Russell v. Fulton Nat. Bank of Atlanta, 37023

Decision Date10 April 1981
Docket NumberNo. 37023,37023
Citation276 S.E.2d 641,247 Ga. 556
CourtGeorgia Supreme Court
PartiesRUSSELL et al. v. FULTON NATIONAL BANK OF ATLANTA, Exr.

Eugene A. Medori, Jr., Read, Huddleston & Medori, Decatur, for Carol Starr Russell et al.

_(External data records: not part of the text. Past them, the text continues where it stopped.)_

//! projbot core library: WhatsApp project-brief assistant.
//!
//! Inbound messages arrive on the gateway webhook, are classified by [`intent`], and are either
//! answered inline ([`responder`]) or handed to the [`dispatch`] layer, which runs the
//! multi-agent [`crew`] against the Gemini backend and pushes the result through Twilio.

pub mod bootstrap;
pub mod channels;
pub mod config;
pub mod crew;
pub mod dispatch;
pub mod gateway;
pub mod init;
pub mod intent;
pub mod llm;
pub mod replies;
pub mod responder;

William R. Harp, Arnall, Golden & Gregory, Atlanta, for The Fulton National Bank of Atlanta, Exr.

SMITH, Justice.

In 1969, appellant Glynette Russell and the decedent were divorced. On February 10, 1969, appellant and the decedent entered into a consent order providing for the maintenance and support of their daughter, then seven years of age. The consent order provided that the decedent would pay $366 per month, plus medical and dental expenses, and maintain a $10,000 life insurance policy for the benefit of the child. All of these provisions would remain in effect until the child "arrives at age 21, marries, dies or becomes self-supporting." The order also provided that the decedent would pay for the child's college education at a state university. Finally, the wife (and child) released the decedent from all other support obligations and waived any rights to seek modification. The consent order did not include a provision specifically addressing the rights of the parties in case of the decedent's death. The decedent died on May 22, 1979.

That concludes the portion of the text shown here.